//! Attempt outcomes — one per duration tried — and the run they add up to.

use serde::{Deserialize, Serialize};

use crate::slot::SlotOutcome;

/// How a single reservation attempt ended.
#[derive(Debug, Clone, PartialEq, Eq, Serialize, Deserialize)]
#[serde(tag = "type", rename_all = "snake_case")]
pub enum AttemptOutcome {
    /// A slot was selected and the booking confirmed.
    Success { time: String },
    /// The search returned an explicit "no availability" page.
    NoSlotAvailable,
    /// None of the preferred times were offered.
    NoMatchingPreferredTime,
    /// A slot was clicked but no confirmation was offered
    /// (already booked, or the slot vanished).
    NotConfirmed { time: String },
}

impl AttemptOutcome {
    #[must_use]
    pub fn is_success(&self) -> bool {
        matches!(self, Self::Success { .. })
    }
}

impl From<SlotOutcome> for AttemptOutcome {
    /// Map a failed slot selection onto an attempt outcome.
    ///
    /// A selected slot still needs confirming, so it maps to
    /// [`NotConfirmed`](Self::NotConfirmed) until the confirm step says otherwise.
    fn from(outcome: SlotOutcome) -> Self {
        match outcome {
            SlotOutcome::Selected { time } => Self::NotConfirmed { time },
            SlotOutcome::NoAvailability => Self::NoSlotAvailable,
            SlotOutcome::NoMatchingPreferredTime => Self::NoMatchingPreferredTime,
        }
    }
}

impl std::fmt::Display for AttemptOutcome {
    fn fmt(&self, f: &mut std::fmt::Formatter<'_>) -> std::fmt::Result {
        match self {
            Self::Success { time } => write!(f, "booked {time}"),
            Self::NoSlotAvailable => f.write_str("no slot available"),
            Self::NoMatchingPreferredTime => f.write_str("no matching preferred time"),
            Self::NotConfirmed { time } => write!(f, "{time} could not be confirmed"),
        }
    }
}

/// Outcome of one attempt for a given duration.
#[derive(Debug, Clone, PartialEq, Eq, Serialize, Deserialize)]
pub struct AttemptResult {
    pub duration_minutes: u16,
    pub outcome: AttemptOutcome,
}

impl AttemptResult {
    #[must_use]
    pub fn is_success(&self) -> bool {
        self.outcome.is_success()
    }
}

/// Every attempt made during a run, in order.
#[derive(Debug, Clone, Default, PartialEq, Eq)]
pub struct RunOutcome {
    attempts: Vec<AttemptResult>,
}

impl RunOutcome {
    /// Record an attempt. Attempts after a success are a logic error upstream
    /// and are ignored.
    pub fn push(&mut self, attempt: AttemptResult) {
        if !self.is_success() {
            self.attempts.push(attempt);
        }
    }

    #[must_use]
    pub fn attempts(&self) -> &[AttemptResult] {
        &self.attempts
    }

    /// Whether the run ended with a confirmed reservation.
    #[must_use]
    pub fn is_success(&self) -> bool {
        self.attempts.last().is_some_and(AttemptResult::is_success)
    }

    /// The confirmed attempt, if any.
    #[must_use]
    pub fn booked(&self) -> Option<&AttemptResult> {
        self.attempts.iter().find(|a| a.is_success())
    }
}

#[cfg(test)]
mod tests {
    use super::*;

    fn success(minutes: u16) -> AttemptResult {
        AttemptResult {
            duration_minutes: minutes,
            outcome: AttemptOutcome::Success {
                time: "6:00pm".to_string(),
            },
        }
    }

    fn failure(minutes: u16) -> AttemptResult {
        AttemptResult {
            duration_minutes: minutes,
            outcome: AttemptOutcome::NoMatchingPreferredTime,
        }
    }

    #[test]
    fn should_not_be_successful_when_empty() {
        assert!(!RunOutcome::default().is_success());
    }

    #[test]
    fn should_be_successful_when_fallback_succeeds() {
        let mut run = RunOutcome::default();
        run.push(failure(120));
        run.push(success(90));
        assert!(run.is_success());
        assert_eq!(run.booked().map(|a| a.duration_minutes), Some(90));
        assert_eq!(run.attempts().len(), 2);
    }

    #[test]
    fn should_ignore_attempts_after_success() {
        let mut run = RunOutcome::default();
        run.push(success(120));
        run.push(failure(90));
        assert_eq!(run.attempts().len(), 1);
        assert!(run.is_success());
    }

    #[test]
    fn should_map_slot_outcomes_onto_attempt_outcomes() {
        assert_eq!(
            AttemptOutcome::from(SlotOutcome::NoAvailability),
            AttemptOutcome::NoSlotAvailable
        );
        assert_eq!(
            AttemptOutcome::from(SlotOutcome::NoMatchingPreferredTime),
            AttemptOutcome::NoMatchingPreferredTime
        );
        assert!(!AttemptOutcome::from(SlotOutcome::Selected {
            time: "7:00pm".to_string()
        })
        .is_success());
    }

    #[test]
    fn should_serialize_with_snake_case_tag() {
        let json = serde_json::to_value(AttemptOutcome::NoSlotAvailable).unwrap();
        assert_eq!(json, serde_json::json!({"type": "no_slot_available"}));
    }
}
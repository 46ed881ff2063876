//! Clock port — where "now" comes from.

use chrono::Utc;
use courtbook_domain::time::Timestamp;

/// Source of the current instant.
pub trait Clock: Send + Sync {
    /// Current time, in UTC.
    fn now(&self) -> Timestamp;
}

/// Wall-clock implementation.
#[derive(Debug, Clone, Copy, Default)]
pub struct SystemClock;

impl Clock for SystemClock {
    fn now(&self) -> Timestamp {
        Utc::now()
    }
}

impl<T: Clock> Clock for &T {
    fn now(&self) -> Timestamp {
        (**self).now()
    }
}

impl<T: Clock> Clock for std::sync::Arc<T> {
    fn now(&self) -> Timestamp {
        (**self).now()
    }
}
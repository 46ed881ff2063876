//! Translation of port locators into WebDriver queries.

use courtbook_app::ports::{Locator, Role};

/// How to look an element up over WebDriver.
#[derive(Debug, Clone, PartialEq, Eq)]
pub(crate) enum Query {
    Css(String),
    XPath(String),
    /// Every match of `css`, keeping the first whose text contains `text`.
    CssWithText { css: String, text: String },
    /// `xpath` evaluated relative to the first match of `scope`.
    Scoped { scope: String, xpath: String },
}

impl From<&Locator> for Query {
    fn from(locator: &Locator) -> Self {
        match locator {
            Locator::Role {
                role: Role::Button,
                name,
            } => {
                let name = xpath_literal(name);
                Self::XPath(format!(
                    "//button[normalize-space(.)={name}] \
                     | //input[(@type='submit' or @type='button') and @value={name}] \
                     | //*[@role='button' and normalize-space(.)={name}]"
                ))
            }
            Locator::Role {
                role: Role::Link,
                name,
            } => {
                let name = xpath_literal(name);
                Self::XPath(format!(
                    "//a[normalize-space(.)={name}] | //*[@role='link' and normalize-space(.)={name}]"
                ))
            }
            Locator::TestId(id) => Self::Css(format!("[data-testid=\"{}\"]", css_escape(id))),
            Locator::Text(text) => Self::XPath(format!("//*{}", own_text_contains(text))),
            Locator::Css(css) => Self::Css(css.clone()),
            Locator::CssWithText { css, text } => Self::CssWithText {
                css: css.clone(),
                text: text.clone(),
            },
            Locator::TextWithin { scope, text } => Self::Scoped {
                scope: scope.clone(),
                xpath: format!(".//*{}", own_text_contains(text)),
            },
        }
    }
}

/// Predicate matching elements with a direct text node containing `text`.
fn own_text_contains(text: &str) -> String {
    format!(
        "[text()[contains(normalize-space(.), {})]]",
        xpath_literal(text)
    )
}

/// Quote a string for use inside an XPath expression.
fn xpath_literal(value: &str) -> String {
    if !value.contains('\'') {
        return format!("'{value}'");
    }
    if !value.contains('"') {
        return format!("\"{value}\"");
    }
    let parts: Vec<String> = value.split('\'').map(|p| format!("'{p}'")).collect();
    format!("concat({})", parts.join(", \"'\", "))
}

fn css_escape(value: &str) -> String {
    value.replace('\\', "\\\\").replace('"', "\\\"")
}
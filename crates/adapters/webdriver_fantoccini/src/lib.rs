//! # courtbook-adapter-webdriver
//!
//! Browser adapter — implements the [`Page`](courtbook_app::ports::Page) port
//! on top of a W3C WebDriver session using
//! [fantoccini](https://docs.rs/fantoccini).
//!
//! ## Responsibilities
//! - Start a session against a running WebDriver server (chromedriver,
//!   geckodriver, Selenium) in headed or headless mode
//! - Translate port [`Locator`](courtbook_app::ports::Locator)s into CSS and
//!   XPath queries
//! - Wait for mandatory elements up to an action timeout, and probe optional
//!   ones without turning absence into an error
//! - Close the session
//!
//! ## Dependency rule
//! Depends on `courtbook-app` (port traits) and `courtbook-domain` only.

pub mod config;
pub mod error;
mod locator;
mod page;

pub use config::{Browser, WebDriverConfig};
pub use error::WebDriverError;
pub use page::WebDriverPage;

========================================

## TASK INSTRUCTIONS
Copy out every line in the records where the word "booked" is found.

## RESPONSE FOR THIS EXERCISE
    /// (already booked, or the slot vanished).
            Self::Success { time } => write!(f, "booked {time}"),
    pub fn booked(&self) -> Option<&AttemptResult> {
        assert_eq!(run.booked().map(|a| a.duration_minutes), Some(90));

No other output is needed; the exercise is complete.